▶ [Task requirements] Only the lines from the first line of the material below to the line containing "a team-name collision.", inclusive, should be copied, each exactly as written.

----

//! Teams, players, and the fixture schedule.

use chrono::{DateTime, Utc};
use diesel::prelude::*;
use diesel::SqliteConnection;
use tracing::info;

use crate::domain::{DomainError, Fixture, FixtureStatus, Player, Team};
use crate::error::{Error, Result};
use crate::store::model::{
    encode_ts, FixtureRow, NewFixtureRow, NewPlayerRow, NewTeamRow, PlayerRow, TeamRow,
};
use crate::store::schema::{fixtures, players, teams};
use crate::store::{get_conn, last_insert_rowid, DbPool};

/// Reference data and the fixture lifecycle up to (but not including)
/// settlement.
pub struct FixtureService {
    pool: DbPool,
}

impl FixtureService {
    #[must_use]
    pub fn new(pool: DbPool) -> Self {
        Self { pool }
    }

    /// # Errors
    /// [`Error::Duplicate`] on a team-name collision.
    pub fn add_team(&self, name: &str) -> Result<Team> {
        if name.trim().is_empty() {
            return Err(Error::InvalidInput("team name must not be empty".into()));
        }
        let mut conn = get_conn(&self.pool)?;
        conn.immediate_transaction::<_, Error, _>(|conn| {
            let taken: Option<i32> = teams::table
                .filter(teams::name.eq(name))
                .select(teams::id)
                .first(conn)
                .optional()?;
            if taken.is_some() {
                return Err(Error::Duplicate {
                    entity: "team",
                    name: name.to_string(),
                });
            }

            diesel::insert_into(teams::table)
                .values(&NewTeamRow {
                    name: name.to_string(),
                })
                .execute(conn)?;
            let id: i32 = diesel::select(last_insert_rowid()).get_result(conn)?;
            Ok(Team {
                id,
                name: name.to_string(),
            })
        })
    }

    pub fn list_teams(&self) -> Result<Vec<Team>> {
        let mut conn = get_conn(&self.pool)?;
        let rows: Vec<TeamRow> = teams::table.order(teams::name.asc()).load(&mut conn)?;
        Ok(rows.into_iter().map(Team::from).collect())
    }

    /// # Errors
    /// [`Error::NotFound`] if the team does not exist.
    pub fn add_player(&self, name: &str, team_id: i32) -> Result<Player> {
        let mut conn = get_conn(&self.pool)?;
        conn.immediate_transaction::<_, Error, _>(|conn| {
            let team: Option<i32> = teams::table
                .find(team_id)
                .select(teams::id)
                .first(conn)
                .optional()?;
            if team.is_none() {
                return Err(Error::NotFound {
                    entity: "team",
                    id: team_id.to_string(),
                });
            }

            diesel::insert_into(players::table)
                .values(&NewPlayerRow {
                    name: name.to_string(),
                    team_id,
                })
                .execute(conn)?;
            let id: i32 = diesel::select(last_insert_rowid()).get_result(conn)?;
            Ok(Player {
                id,
                name: name.to_string(),
                team_id,
            })
        })
    }

    /// Players on either side of a fixture; the eligible set for
    /// player-scoped odds.
    pub fn fixture_players(&self, fixture_id: i32) -> Result<Vec<Player>> {
        let mut conn = get_conn(&self.pool)?;
        let fixture = self.fixture_row(&mut conn, fixture_id)?;
        let rows: Vec<PlayerRow> = players::table
            .filter(
                players::team_id
                    .eq(fixture.home_team_id)
                    .or(players::team_id.eq(fixture.away_team_id)),
            )
            .order(players::name.asc())
            .load(&mut conn)?;
        Ok(rows.into_iter().map(Player::from).collect())
    }

    /// Schedule a fixture between two distinct teams.
    ///
    /// # Errors
    /// - [`DomainError::IdenticalTeams`] if both sides are the same team.
    /// - [`Error::NotFound`] if either team does not exist.
    pub fn add_fixture(
        &self,
        home_team_id: i32,
        away_team_id: i32,
        kickoff: DateTime<Utc>,
    ) -> Result<Fixture> {
        if home_team_id == away_team_id {
            return Err(DomainError::IdenticalTeams {
                team_id: home_team_id,
            }
            .into());
        }

        let mut conn = get_conn(&self.pool)?;
        let fixture = conn.immediate_transaction::<_, Error, _>(|conn| {
            for team_id in [home_team_id, away_team_id] {
                let found: Option<i32> = teams::table
                    .find(team_id)
                    .select(teams::id)
                    .first(conn)
                    .optional()?;
                if found.is_none() {
                    return Err(Error::NotFound {
                        entity: "team",
                        id: team_id.to_string(),
                    });
                }
            }

            diesel::insert_into(fixtures::table)
                .values(&NewFixtureRow {
                    home_team_id,
                    away_team_id,
                    kickoff: encode_ts(kickoff),
                    status: FixtureStatus::Upcoming.as_str().to_string(),
                })
                .execute(conn)?;
            let id: i32 = diesel::select(last_insert_rowid()).get_result(conn)?;

            Ok(Fixture {
                id,
                home_team_id,
                away_team_id,
                kickoff,
                status: FixtureStatus::Upcoming,
                home_score: None,
                away_score: None,
            })
        })?;

        info!(
            fixture_id = fixture.id,
            home_team_id, away_team_id, "fixture scheduled"
        );
        Ok(fixture)
    }

    pub fn get(&self, fixture_id: i32) -> Result<Fixture> {
        let mut conn = get_conn(&self.pool)?;
        self.fixture_row(&mut conn, fixture_id)?.try_into()
    }

    /// Move an upcoming fixture to live. Transitions are one-directional.
    ///
    /// # Errors
    /// [`Error::InvalidInput`] if the fixture is not upcoming.
    pub fn set_live(&self, fixture_id: i32) -> Result<()> {
        let mut conn = get_conn(&self.pool)?;
        conn.immediate_transaction::<_, Error, _>(|conn| {
            let row = fixtures::table
                .find(fixture_id)
                .first::<FixtureRow>(conn)
                .optional()?
                .ok_or(Error::NotFound {
                    entity: "fixture",
                    id: fixture_id.to_string(),
                })?;

            if FixtureStatus::parse(&row.status)? != FixtureStatus::Upcoming {
                return Err(Error::InvalidInput(format!(
                    "fixture {fixture_id} is {}, only upcoming fixtures can go live",
                    row.status
                )));
            }

            diesel::update(fixtures::table.find(fixture_id))
                .set(fixtures::status.eq(FixtureStatus::Live.as_str()))
                .execute(conn)?;
            Ok(())
        })
    }

    /// Upcoming and live fixtures in kickoff order.
    pub fn list_upcoming(&self) -> Result<Vec<Fixture>> {
        let mut conn = get_conn(&self.pool)?;
        let rows: Vec<FixtureRow> = fixtures::table
            .filter(
                fixtures::status
                    .eq(FixtureStatus::Upcoming.as_str())
                    .or(fixtures::status.eq(FixtureStatus::Live.as_str())),
            )
            .order(fixtures::kickoff.asc())
            .load(&mut conn)?;
        rows.into_iter().map(Fixture::try_from).collect()
    }

    /// Completed fixtures, most recent kickoff first.
    pub fn history(&self) -> Result<Vec<Fixture>> {
        let mut conn = get_conn(&self.pool)?;
        let rows: Vec<FixtureRow> = fixtures::table
            .filter(fixtures::status.eq(FixtureStatus::Completed.as_str()))
            .order(fixtures::kickoff.desc())
            .load(&mut conn)?;
        rows.into_iter().map(Fixture::try_from).collect()
    }

    fn fixture_row(&self, conn: &mut SqliteConnection, fixture_id: i32) -> Result<FixtureRow> {
        fixtures::table
            .find(fixture_id)
            .first(conn)
            .optional()?
            .ok_or(Error::NotFound {
                entity: "fixture",
                id: fixture_id.to_string(),
            })
    }
}

#[cfg(test)]
mod tests {
    use super::*;
    use crate::store::{create_pool, run_migrations};
    use tempfile::TempDir;

    fn setup() -> (TempDir, FixtureService) {
        let dir = tempfile::tempdir().expect("tempdir");
        let url = dir.path().join("fixtures.db");
        let pool = create_pool(url.to_str().unwrap()).expect("pool");
        run_migrations(&pool).expect("migrations");
        (dir, FixtureService::new(pool))
    }

    fn two_teams(service: &FixtureService) -> (Team, Team) {
        (
            service.add_team("Dynamos").unwrap(),
            service.add_team("Lions").unwrap(),
        )
    }

    #[test]
    fn duplicate_team_names_are_rejected() {
        let (_dir, service) = setup();
        service.add_team("Dynamos").unwrap();
        assert!(matches!(
            service.add_team("Dynamos"),
            Err(Error::Duplicate { .. })
        ));
    }

    #[test]
    fn fixture_requires_two_distinct_existing_teams() {
        let (_dir, service) = setup();
        let (home, away) = two_teams(&service);

        assert!(service.add_fixture(home.id, home.id, Utc::now()).is_err());
        assert!(matches!(
            service.add_fixture(home.id, 999, Utc::now()),
            Err(Error::NotFound { .. })
        ));
        let fixture = service.add_fixture(home.id, away.id, Utc::now()).unwrap();
        assert_eq!(fixture.status, FixtureStatus::Upcoming);
        assert_eq!(fixture.final_score(), None);
    }

    #[test]
    fn player_must_join_an_existing_team() {
        let (_dir, service) = setup();
        let (home, _) = two_teams(&service);
        assert!(service.add_player("Ana", home.id).is_ok());
        assert!(matches!(
            service.add_player("Ghost", 42),
            Err(Error::NotFound { .. })
        ));
    }

    #[test]
    fn fixture_players_spans_both_sides_only() {
        let (_dir, service) = setup();
        let (home, away) = two_teams(&service);
        let other = service.add_team("Hawks").unwrap();

        service.add_player("Ana", home.id).unwrap();
        service.add_player("Bruno", away.id).unwrap();
        service.add_player("Carla", other.id).unwrap();

        let fixture = service.add_fixture(home.id, away.id, Utc::now()).unwrap();
        let eligible = service.fixture_players(fixture.id).unwrap();
        let names: Vec<&str> = eligible.iter().map(|p| p.name.as_str()).collect();
        assert_eq!(names, vec!["Ana", "Bruno"]);
    }

    #[test]
    fn set_live_is_one_directional() {
        let (_dir, service) = setup();
        let (home, away) = two_teams(&service);
        let fixture = service.add_fixture(home.id, away.id, Utc::now()).unwrap();

        service.set_live(fixture.id).unwrap();
        assert_eq!(
            service.get(fixture.id).unwrap().status,
            FixtureStatus::Live
        );
        // already live: a second transition is refused
        assert!(service.set_live(fixture.id).is_err());
    }

    #[test]
    fn upcoming_list_includes_live_fixtures() {
        let (_dir, service) = setup();
        let (home, away) = two_teams(&service);
        let first = service.add_fixture(home.id, away.id, Utc::now()).unwrap();
        service.add_fixture(away.id, home.id, Utc::now()).unwrap();
        service.set_live(first.id).unwrap();

        assert_eq!(service.list_upcoming().unwrap().len(), 2);
        assert!(service.history().unwrap().is_empty());
    }
}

----

▶ [Result for this task]
//! Teams, players, and the fixture schedule.

use chrono::{DateTime, Utc};
use diesel::prelude::*;
use diesel::SqliteConnection;
use tracing::info;

use crate::domain::{DomainError, Fixture, FixtureStatus, Player, Team};
use crate::error::{Error, Result};
use crate::store::model::{
    encode_ts, FixtureRow, NewFixtureRow, NewPlayerRow, NewTeamRow, PlayerRow, TeamRow,
};
use crate::store::schema::{fixtures, players, teams};
use crate::store::{get_conn, last_insert_rowid, DbPool};

/// Reference data and the fixture lifecycle up to (but not including)
/// settlement.
pub struct FixtureService {
    pool: DbPool,
}

impl FixtureService {
    #[must_use]
    pub fn new(pool: DbPool) -> Self {
        Self { pool }
    }

    /// # Errors
    /// [`Error::Duplicate`] on a team-name collision.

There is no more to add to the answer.